▶ [Task to complete]:
Go through the records below and report each line with "listing" in it.

▶ [Data excerpts]:
//! DTOs exposed by the listing API endpoints.

use chrono::{DateTime, Utc};
use serde::Serialize;

use crate::domain::client::Client;
use crate::domain::types::Theme;
use crate::pagination::Paginated;
use crate::table::sort::SortSpec;

/// Result payload returned by [`crate::services::clients::list_clients`].
#[derive(Debug, Serialize)]
pub struct ClientsResponse {
    /// Rows of the requested page after table filters and sort.
    pub clients: Vec<Client>,
    pub page: u32,
    pub page_size: u32,
    /// Total number of clients reported by the source.
    pub total: usize,
    pub pages: Vec<Option<usize>>,
    pub has_previous: bool,
    pub has_next: bool,
    /// When the underlying page was fetched from the source.
    pub fetched_at: DateTime<Utc>,
    pub sort: Option<SortSpec>,
}

impl ClientsResponse {
    pub fn new(
        listing: Paginated<Client>,
        fetched_at: DateTime<Utc>,
        sort: Option<SortSpec>,
    ) -> Self {
        Self {
            clients: listing.items,
            page: listing.page,
            page_size: listing.page_size,
            total: listing.total,
            pages: listing.pages,
            has_previous: listing.has_previous,
            has_next: listing.has_next,
            fetched_at,
            sort,
        }
    }
}

#[derive(Debug, Serialize, PartialEq, Eq)]
pub struct ThemeResponse {
    pub theme: Theme,
}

▶ [Exercise answer]:
//! DTOs exposed by the listing API endpoints.
        listing: Paginated<Client>,
            clients: listing.items,
            page: listing.page,
            page_size: listing.page_size,
            total: listing.total,
            pages: listing.pages,
            has_previous: listing.has_previous,
            has_next: listing.has_next,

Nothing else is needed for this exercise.